Catégorie : Expertise
Partager Array

L’objectif peut paraître vertueux, voire intangible : influencer les normes sociales afin d’améliorer la santé humaine et environnementale. Il existe plusieurs moyens pour y parvenir, notamment la mobilisation des connaissances


Se mobiliser, être mobiliser : rassembler toute son énergie, toutes ses forces pour l’accomplissement de quelque chose ; être motivé et prêt à agir
*.

Pour le dictionnaire Larousse (et pour l’équipe M361 !), mobiliser est un verbe transitif. Au sens littéral, cela signifie qu’il nécessite son complément. Nous mobilisons donc quelqu’un ou quelque chose : un public cible, des partenaires, des décideurs ou encore, des connaissances. Selon l’objectif souhaité, ce choix sera mûrement réfléchi, mais toujours avec le même objectif en tête : influencer la norme sociale en faveur d’un changement favorable à la santé humaine ou environnementale. 

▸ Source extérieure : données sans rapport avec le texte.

impl<S, E> PersonService<S, E>
where
  S: PersonStore,
  E: EnrichmentProvider,
{
  pub fn new(store: Arc<S>, enricher: Arc<E>) -> Self {
    Self { store, enricher }
  }

  pub fn store(&self) -> &Arc<S> { &self.store }

  // ── Create ────────────────────────────────────────────────────────────────

  /// Validate, enrich and persist a new person.
  ///
  /// Nothing is written unless all three lookups succeed.
  pub async fn create(&self, input: CreatePerson) -> Result<PersonRecord> {
    validate_names(&input.name, &input.surname)?;
    debug!(?input, "creating person");

    let enrichment = self.enrich(&input.name).await.inspect_err(|e| {
      warn!(dependency = %e.dependency(), error = %e, "enrichment failed");
    })?;

    let ethnicity = ethnicity::resolve(&enrichment.candidates).to_owned();
    debug!(
      age = enrichment.age,
      gender = %enrichment.gender,
      %ethnicity,
      "enrichment resolved"
    );

    let person = self
      .store
      .create(NewPerson {
        name: input.name,
        surname: input.surname,
        patronymic: input.patronymic,
        age: enrichment.age,
        gender: enrichment.gender,
        ethnicity,
      })
      .await
      .map_err(Error::store)?;

    info!(id = person.id, "created person");
    Ok(person)
  }

  /// Run the three lookups concurrently. The first failure wins; the other
  /// in-flight lookups are dropped and their results discarded.
  async fn enrich(&self, name: &str) -> Result<Enrichment, EnrichError> {
    let (age, gender, candidates) = tokio::try_join!(
      self.enricher.age(name),
      self.enricher.gender(name),
      self.enricher.ethnicity(name),
    )?;
    Ok(Enrichment { age, gender, candidates })
  }

  // ── Edit ──────────────────────────────────────────────────────────────────

  /// Replace the mutable fields of an existing person with caller-supplied
  /// values. Enrichment is not re-run.
  pub async fn edit(&self, input: EditPerson) -> Result<PersonRecord> {
    validate_names(&input.name, &input.surname)?;
    debug!(?input, "editing person");

    let mut person = self
      .store
      .get(input.id)
      .await
      .map_err(Error::store)?
      .ok_or(Error::NotFound(input.id))?;

    person.name = input.name;
    person.surname = input.surname;
    person.patronymic = input.patronymic;
    person.age = input.age;
    person.gender = input.gender;
    person.ethnicity = input.ethnicity;
    person.updated_at = Utc::now();

    let person = self
      .store
      .update(person)
      .await
      .map_err(Error::store)?
      .ok_or(Error::NotFound(input.id))?;

    info!(id = person.id, "updated person");
    Ok(person)
  }

  // ── Delete ────────────────────────────────────────────────────────────────

  /// Delete the person identified by `raw_id` and return it as it was before
  /// deletion.
  pub async fn delete(&self, raw_id: &str) -> Result<PersonRecord> {
    let id = parse_id(raw_id)?;

    let person = self
      .store
      .get(id)
      .await
      .map_err(Error::store)?
      .ok_or(Error::NotFound(id))?;
    debug!(?person, "found person to delete");

    if !self.store.delete(id).await.map_err(Error::store)? {
      return Err(Error::NotFound(id));
    }

    info!(id, "deleted person");
    Ok(person)
  }

  // ── List ──────────────────────────────────────────────────────────────────

  /// Return one page of persons matching the filters in `params`.
  pub async fn list(&self, params: ListParams) -> Result<Vec<PersonRecord>> {
    let query = build_query(params)?;
    debug!(?query, "listing persons");

    self.store.list(&query).await.map_err(Error::store)
  }
}
//! JSON HTTP API for the FIO person service.
//!
//! Exposes an axum [`Router`] over a [`PersonService`] backed by any
//! [`PersonStore`] and [`EnrichmentProvider`].

pub mod config;
pub mod error;
pub mod persons;

use axum::{
  Router,
  routing::{delete, get, post, put},
};
use fio_core::{enrich::EnrichmentProvider, service::PersonService, store::PersonStore};
use tower_http::trace::TraceLayer;

pub use config::ServerConfig;
pub use error::ApiError;

/// Build the API router for `service`.
pub fn router<S, E>(service: PersonService<S, E>) -> Router
where
  S: PersonStore + 'static,
  E: EnrichmentProvider + 'static,
{
  Router::new()
    .route("/AddPerson", post(persons::add::<S, E>))
    .route("/DeletePerson/{id}", delete(persons::delete::<S, E>))
    .route("/EditPerson", put(persons::edit::<S, E>))
    .route("/GetPerson", get(persons::list::<S, E>))
    .layer(TraceLayer::new_for_http())
    .with_state(service)
}

// ─── Integration tests ────────────────────────────────────────────────────────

Au sens figuratif, mobiliser est transitif dans le sens qu’il mène au changement. Que l’on mobilise des gens ou des connaissances, notre intention est la même : on vise l’action transformatrice, l’engrenage du moteur qui s’engage et qui entraîne avec lui une série de réactions en chaîne. Un effet domino qui assure, lentement mais sûrement, le changement de norme sociale. 


Quelles connaissances mobiliser pour changer une norme sociale ? 

À cette question, trois éléments de réponse.  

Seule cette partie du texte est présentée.